Britain’s chief medical officer, Sally Davies, has called it a threat as great as terrorism or climate change. Often, increasing resistance to these drugs is attributed to inappropriate antibiotic use. However, recent research suggests that antibiotic resistance transmission and distribution consequently occur with environmental pollution. In particular it relates strongly with the release of untreated wastewaters, metal contaminated industrial pollution. Also agricultural discharge containing resistant bacteria. As well as resistant genes in our watercourses and seas.

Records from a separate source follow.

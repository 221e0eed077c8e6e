use std::path::PathBuf;

use clap::{Parser, Subcommand, ValueEnum};

use crate::config::StorageKind;

#[derive(Parser)]
#[command(name = "bookshelf")]
#[command(
    author,
    version,
    about = "A GraphQL book catalog server with pluggable storage"
)]
#[command(propagate_version = true)]
pub struct Cli {
    #[command(subcommand)]
    pub command: Commands,

    /// Path to config file (searches upward for .bookshelf.toml by default)
    #[arg(long, global = true)]
    pub config: Option<String>,

    /// Store backend (overrides config)
    #[arg(long, global = true, value_enum, env = "BOOKSHELF_STORAGE")]
    pub storage: Option<StorageArg>,

    /// Data directory for the durable backend (overrides config)
    #[arg(long, global = true, env = "BOOKSHELF_PATH")]
    pub store_path: Option<String>,

    /// Enable verbose (DEBUG) logging
    #[arg(short, long, global = true)]
    pub verbose: bool,

    /// Also write JSON logs to this file
    #[arg(long, global = true)]
    pub log_file: Option<PathBuf>,
}

#[derive(Subcommand)]
pub enum Commands {
    /// Initialize a new bookshelf project (honors --storage / --store-path)
    Init,

    /// Start the GraphQL server (GraphiQL IDE on GET /graphql)
    Serve {
        /// Port to listen on
        #[arg(short, long, env = "BOOKSHELF_PORT")]
        port: Option<u16>,

        /// Preload the sample catalog before serving
        #[arg(long)]
        seed: bool,
    },

    /// Execute a GraphQL query document and print the JSON response
    #[command(visible_alias = "q")]
    Query {
        /// The query document (bare selections are wrapped in `query { }`)
        document: String,

        /// Named variables as a JSON object
        #[arg(long)]
        variables: Option<String>,
    },

    /// Execute a GraphQL mutation and print the JSON response
    #[command(visible_alias = "m")]
    Mutate {
        /// The mutation selection (wrapped in `mutation { }`)
        document: String,

        /// Named variables as a JSON object
        #[arg(long)]
        variables: Option<String>,
    },

    /// Insert the sample catalog into the configured store
    Seed,
}

#[derive(ValueEnum, Clone, Copy, Debug)]
pub enum StorageArg {
    Memory,
    Sled,
}

impl From<StorageArg> for StorageKind {
    fn from(s: StorageArg) -> Self {
        match s {
            StorageArg::Memory => StorageKind::Memory,
            StorageArg::Sled => StorageKind::Sled,
        }
    }
}
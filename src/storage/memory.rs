use std::sync::RwLock;

use crate::config::IdMode;
use crate::error::{BookshelfError, Result};
use crate::model::{Author, Book, NewAuthor, NewBook};

use super::{CatalogStore, random_id, sequential_id};

#[derive(Default)]
struct Inner {
    authors: Vec<Author>,
    books: Vec<Book>,
    next_id: u64,
}

/// In-memory catalog backend. Lives for the process only; every restart
/// starts from an empty catalog.
///
/// Both collections sit behind one lock, so an insert completes fully before
/// the next begins and id generation can never hand out duplicates.
pub struct MemoryStore {
    inner: RwLock<Inner>,
    id_mode: IdMode,
    id_length: usize,
}

impl MemoryStore {
    pub fn new(id_mode: IdMode, id_length: usize) -> Self {
        Self {
            inner: RwLock::new(Inner::default()),
            id_mode,
            id_length,
        }
    }

    fn generate_id(&self, inner: &mut Inner) -> String {
        match self.id_mode {
            IdMode::Sequential => {
                inner.next_id += 1;
                sequential_id(inner.next_id, self.id_length)
            }
            IdMode::Random => random_id(self.id_length),
        }
    }
}

impl Default for MemoryStore {
    fn default() -> Self {
        Self::new(IdMode::Sequential, 4)
    }
}

fn poisoned() -> BookshelfError {
    BookshelfError::Storage("memory store lock poisoned".to_string())
}

impl CatalogStore for MemoryStore {
    fn author(&self, id: &str) -> Result<Option<Author>> {
        let inner = self.inner.read().map_err(|_| poisoned())?;
        Ok(inner.authors.iter().find(|a| a.id == id).cloned())
    }

    fn authors(&self) -> Result<Vec<Author>> {
        let inner = self.inner.read().map_err(|_| poisoned())?;
        Ok(inner.authors.clone())
    }

    fn book(&self, id: &str) -> Result<Option<Book>> {
        let inner = self.inner.read().map_err(|_| poisoned())?;
        Ok(inner.books.iter().find(|b| b.id == id).cloned())
    }

    fn books(&self) -> Result<Vec<Book>> {
        let inner = self.inner.read().map_err(|_| poisoned())?;
        Ok(inner.books.clone())
    }

    fn books_by_author(&self, author_id: &str) -> Result<Vec<Book>> {
        let inner = self.inner.read().map_err(|_| poisoned())?;
        Ok(inner
            .books
            .iter()
            .filter(|b| b.author_id == author_id)
            .cloned()
            .collect())
    }

    fn insert_author(&self, author: NewAuthor) -> Result<Author> {
        let mut inner = self.inner.write().map_err(|_| poisoned())?;
        let id = self.generate_id(&mut inner);
        tracing::info!(id = %id, name = %author.name, "Inserting author");

        let author = Author::new(id, author.name, author.age);
        inner.authors.push(author.clone());
        Ok(author)
    }

    fn insert_book(&self, book: NewBook) -> Result<Book> {
        let mut inner = self.inner.write().map_err(|_| poisoned())?;
        let id = self.generate_id(&mut inner);
        tracing::info!(id = %id, name = %book.name, author_id = %book.author_id, "Inserting book");

        let book = Book::new(id, book.name, book.genre, book.author_id);
        inner.books.push(book.clone());
        Ok(book)
    }
}
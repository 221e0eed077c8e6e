//! Sample catalog for demos and tests.
//!
//! Wires the classic tutorial data set — three fantasy/sci-fi authors and six
//! books — into a store through the normal insert path, so ids come out of
//! whatever id mode the store is configured with.

use crate::error::{BookshelfError, Result};
use crate::model::{NewAuthor, NewBook};
use crate::storage::CatalogStore;

struct SeedAuthor {
    name: &'static str,
    age: i32,
    books: &'static [(&'static str, &'static str)],
}

const SAMPLE_CATALOG: &[SeedAuthor] = &[
    SeedAuthor {
        name: "Patrick Rothfuss",
        age: 44,
        books: &[("Name of the Wind", "Fantasy")],
    },
    SeedAuthor {
        name: "Brandon Sanderson",
        age: 42,
        books: &[
            ("The Final Empire", "Fantasy"),
            ("The Hero of Ages", "Fantasy"),
        ],
    },
    SeedAuthor {
        name: "Terry Pratchett",
        age: 66,
        books: &[
            ("The Long Earth", "Sci-Fi"),
            ("The Colour of Magic", "Fantasy"),
            ("The Light Fantastic", "Fantasy"),
        ],
    },
];

/// Counts of what a seeding run inserted.
pub struct SeedSummary {
    pub authors: usize,
    pub books: usize,
}

/// Insert the sample catalog. Refuses when the store already holds authors,
/// so re-running `seed` cannot duplicate the data set.
pub fn seed_catalog(store: &dyn CatalogStore) -> Result<SeedSummary> {
    if !store.authors()?.is_empty() {
        return Err(BookshelfError::Storage(
            "store already contains authors; refusing to seed".to_string(),
        ));
    }

    let mut summary = SeedSummary {
        authors: 0,
        books: 0,
    };

    for entry in SAMPLE_CATALOG {
        let author = store.insert_author(NewAuthor {
            name: entry.name.to_string(),
            age: entry.age,
        })?;
        summary.authors += 1;

        for (name, genre) in entry.books {
            store.insert_book(NewBook {
                name: name.to_string(),
                genre: genre.to_string(),
                author_id: author.id.clone(),
            })?;
            summary.books += 1;
        }
    }

    tracing::info!(
        authors = summary.authors,
        books = summary.books,
        "Seeded sample catalog"
    );
    Ok(summary)
}
//! Storage layer for the book catalog.
//!
//! The catalog lives behind the [`CatalogStore`] trait — the only component
//! allowed to read or write the two record collections. Two interchangeable
//! backends implement it:
//!
//! - [`MemoryStore`]: plain vectors, process lifetime only
//! - [`SledStore`]: durable sled trees, survives restart
//!
//! The GraphQL layer receives an `Arc<dyn CatalogStore>` at schema build time
//! and never learns which backend is in effect.

mod memory;
mod sled_store;

pub use memory::MemoryStore;
pub use sled_store::SledStore;

use crate::error::Result;
use crate::model::{Author, Book, NewAuthor, NewBook};

/// Record store contract shared by all backends.
///
/// Queries by id return `Ok(None)` for unknown ids — an absent record is a
/// valid outcome, not an error. `insert_*` assigns a fresh unique identifier,
/// appends the record, and returns it as stored. Identifiers are opaque
/// strings; callers compare them, never parse them.
pub trait CatalogStore: Send + Sync {
    fn author(&self, id: &str) -> Result<Option<Author>>;

    fn authors(&self) -> Result<Vec<Author>>;

    fn book(&self, id: &str) -> Result<Option<Book>>;

    fn books(&self) -> Result<Vec<Book>>;

    /// All books whose back-reference equals `author_id`, in store order.
    fn books_by_author(&self, author_id: &str) -> Result<Vec<Book>>;

    fn insert_author(&self, author: NewAuthor) -> Result<Author>;

    /// Inserts without checking that `author_id` resolves; dangling
    /// references are accepted and surface as a null author at read time.
    fn insert_book(&self, book: NewBook) -> Result<Book>;
}

const ID_ALPHABET: [char; 36] = [
    '0', '1', '2', '3', '4', '5', '6', '7', '8', '9', 'a', 'b', 'c', 'd', 'e', 'f', 'g', 'h', 'i',
    'j', 'k', 'l', 'm', 'n', 'o', 'p', 'q', 'r', 's', 't', 'u', 'v', 'w', 'x', 'y', 'z',
];

/// Random id of `length` chars over a lowercase base36 alphabet.
pub(crate) fn random_id(length: usize) -> String {
    nanoid::format(nanoid::rngs::default, &ID_ALPHABET, length)
}

/// Sequential id: counter value zero-padded to `length`.
pub(crate) fn sequential_id(counter: u64, length: usize) -> String {
    format!("{:0>width$}", counter, width = length)
}

#[cfg(test)]
mod tests {
    use super::*;

    #[test]
    fn test_random_id_length_and_alphabet() {
        let id = random_id(8);
        assert_eq!(id.len(), 8);
        assert!(id.chars().all(|c| ID_ALPHABET.contains(&c)));
    }

    #[test]
    fn test_sequential_id_padding() {
        assert_eq!(sequential_id(1, 4), "0001");
        assert_eq!(sequential_id(42, 4), "0042");
        // Counters past the padding width keep growing instead of wrapping.
        assert_eq!(sequential_id(123456, 4), "123456");
    }
}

In a study at the University of Exeter Medical School, they assessed the amount of water ingested during different water sports. They combined this with water sampling data to estimate people’s exposure to bacteria resistant to antibiotics. Although research showed that only 0.12% of E.coli found in coastal waters were resistant to third generation cephalosporins. (An important class of antibiotic). This figure was enough to present a potential risk to water users. In particular surfers and swimmers (University of Exeter, March 2015).
Opinions are changing. It is becoming clear that reducing antibiotic resistance demands more inclusive solutions. In addition to a reduction in antibiotic use, affordable engineering solutions are required to treat waste waters. By having greater consideration of antibiotic resistance.